Classifying Multi-Variate Time Series at Scale:
Characterizing and understanding the runtime behavior of large scale Big Data production systems is extremely important. Typical systems consist of hundreds to thousands of machines in a cluster with hundreds of terabytes of storage costing millions of dollars, solving problems that are business critical. By instrumenting each running process, and measuring their resource utilization including CPU, Memory, I/O, network etc., as time series it is possible to understand and characterize the workload on these massive clusters. Each time series is a series consisting of tens to tens of thousands of data points that must be ingested and then classified. At Pepperdata, our instrumentation of the clusters collects over three hundred metrics from each task every five seconds resulting in millions of data points per hour. At this scale the data are equivalent to the biggest IOT data sets in the world. Our objective is to classify the collection of time series into a set of classes that represent different work load types. Or phrased differently, our problem is essentially the problem of classifying multivariate time series.
In this talk, we propose a unique, off-the-shelf approach to classifying time series that achieves near best-in-class accuracy for univariate series and generalizes to multivariate time series.
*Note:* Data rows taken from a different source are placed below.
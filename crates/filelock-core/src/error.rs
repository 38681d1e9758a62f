use std::io;
use std::path::{Path, PathBuf};

use thiserror::Error;

pub type FilelockResult<T> = Result<T, FilelockError>;

#[derive(Debug, Error)]
pub enum FilelockError {
    /// Bad compression level or wrong suffix for the requested operation.
    /// Always raised before any file is read or written.
    #[error("invalid argument: {0}")]
    InvalidArgument(String),

    /// The destination (or an intermediate path) already exists.
    #[error("refusing to overwrite existing file: {}", .0.display())]
    OutputExists(PathBuf),

    #[error("malformed container: {0}")]
    MalformedContainer(String),

    /// Stored content hash (or CBC padding) did not check out.
    #[error("integrity check failed: {0}")]
    Integrity(String),

    #[error("decompression failed: {0}")]
    Decompression(String),

    #[error("compression failed: {0}")]
    Compression(String),

    #[error("encryption failed: {0}")]
    Encryption(String),

    #[error("file not found: {}", path.display())]
    NotFound { path: PathBuf },

    #[error("permission denied: {}", path.display())]
    PermissionDenied { path: PathBuf },

    #[error("I/O error on {}: {source}", path.display())]
    Io {
        path: PathBuf,
        #[source]
        source: io::Error,
    },

    #[error("config error: {0}")]
    Config(String),

    #[error("failed to secure {}", path.display())]
    SecureOperation {
        path: PathBuf,
        #[source]
        source: Box<FilelockError>,
    },

    #[error("failed to restore {}", path.display())]
    RestoreOperation {
        path: PathBuf,
        #[source]
        source: Box<FilelockError>,
    },
}

impl FilelockError {
    /// Classify an I/O error by kind, keeping the failing path.
    pub fn io(path: &Path, err: io::Error) -> Self {
        match err.kind() {
            io::ErrorKind::NotFound => FilelockError::NotFound {
                path: path.to_path_buf(),
            },
            io::ErrorKind::PermissionDenied => FilelockError::PermissionDenied {
                path: path.to_path_buf(),
            },
            _ => FilelockError::Io {
                path: path.to_path_buf(),
                source: err,
            },
        }
    }

    /// The stage error underneath any orchestration wrappers.
    pub fn cause(&self) -> &FilelockError {
        match self {
            FilelockError::SecureOperation { source, .. }
            | FilelockError::RestoreOperation { source, .. } => source.cause(),
            other => other,
        }
    }

    /// True when stored data failed verification: a content-hash or padding
    /// mismatch, or an inflate failure behind a well-formed compression
    /// header. zlib's own header and adler32 checks reject a flipped payload
    /// byte before the SHA-256 comparison runs, so both mean "tampered".
    pub fn is_integrity_failure(&self) -> bool {
        matches!(
            self.cause(),
            FilelockError::Integrity(_) | FilelockError::Decompression(_)
        )
    }

    pub fn is_invalid_argument(&self) -> bool {
        matches!(self.cause(), FilelockError::InvalidArgument(_))
    }
}
//! Whole-file reads and atomic writes with path-naming errors

use std::ffi::OsString;
use std::io::{self, Write};
use std::path::{Component, Path, PathBuf};

use filelock_core::{FilelockError, FilelockResult};
use tempfile::NamedTempFile;
use tracing::warn;

pub(crate) fn read_file(path: &Path) -> FilelockResult<Vec<u8>> {
    std::fs::read(path).map_err(|e| FilelockError::io(path, e))
}

/// Write `data` to a fresh temp file next to `path`, then rename it over `path`.
///
/// Readers never observe a partially written `path`. The temp file gets a
/// unique name, so no existing file is touched, and it is removed if any
/// step fails.
pub(crate) fn write_atomic(path: &Path, data: &[u8]) -> FilelockResult<()> {
    let dir = match path.parent() {
        Some(p) if !p.as_os_str().is_empty() => p,
        _ => Path::new("."),
    };

    let mut tmp = NamedTempFile::new_in(dir).map_err(|e| FilelockError::io(path, e))?;
    tmp.write_all(data)
        .and_then(|()| tmp.as_file().sync_all())
        .map_err(|e| FilelockError::io(path, e))?;
    tmp.persist(path)
        .map_err(|e| FilelockError::io(path, e.error))?;
    Ok(())
}

/// Best-effort removal used on cleanup paths; failures are logged, not returned.
pub(crate) fn remove_if_present(path: &Path) -> bool {
    match std::fs::remove_file(path) {
        Ok(()) => true,
        Err(e) if e.kind() == io::ErrorKind::NotFound => false,
        Err(e) => {
            warn!(path = %path.display(), error = %e, "failed to remove file during cleanup");
            false
        }
    }
}

/// Refuse to clobber `path` unless `overwrite` is set.
pub(crate) fn ensure_absent(path: &Path, overwrite: bool) -> FilelockResult<()> {
    if !overwrite && path.exists() {
        return Err(FilelockError::OutputExists(path.to_path_buf()));
    }
    Ok(())
}

/// `a/b.txt` + `.flk` → `a/b.txt.flk`
pub(crate) fn append_suffix(path: &Path, suffix: &str) -> PathBuf {
    let mut s: OsString = path.as_os_str().to_owned();
    s.push(suffix);
    PathBuf::from(s)
}

/// `a/b.txt.flk` - `.flk` → `a/b.txt`; `None` when the name lacks the suffix
/// or would be empty without it.
pub(crate) fn strip_suffix(path: &Path, suffix: &str) -> Option<PathBuf> {
    let name = path.file_name()?.to_str()?;
    let stem = name.strip_suffix(suffix)?;
    if stem.is_empty() {
        return None;
    }
    Some(path.with_file_name(stem))
}

/// Whether `a` and `b` name the same location, compared lexically after
/// making both absolute. Symlinks are not resolved.
pub(crate) fn same_path(a: &Path, b: &Path) -> bool {
    absolute(a) == absolute(b)
}

fn absolute(path: &Path) -> PathBuf {
    let joined = if path.is_absolute() {
        path.to_path_buf()
    } else {
        match std::env::current_dir() {
            Ok(cwd) => cwd.join(path),
            Err(_) => path.to_path_buf(),
        }
    };

    let mut out = PathBuf::new();
    for component in joined.components() {
        match component {
            Component::CurDir => {}
            Component::ParentDir => {
                out.pop();
            }
            other => out.push(other.as_os_str()),
        }
    }
    out
}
Our technique maps each time series to a Grammian Angular Difference Field (GADF), interprets that as an image, uses Google’s pre-trained CNN (trained on Inception v3) to map the GADF images into a 2048-dimensional vector space and then uses a small MLP with two hidden layers, with fifty nodes in each layer, and a softmax output to achieve the final classification. Our work is not domain specific – a fact proven by our achieving competitive accuracies with published results on the univariate UCR data set as well as the multivariate UCI data set.
Bio: Before joining Pepperdata, Ash was executive chairman for Marianas Labs, a deep learning startup sold in December 2015. Prior to that he was CEO for Graphite Systems, a big data storage startup that was sold to EMC DSSD in August 2015. Munshi also served as CTO of Yahoo, as a CEO of both public and private companies, and is on the board of several technology startups.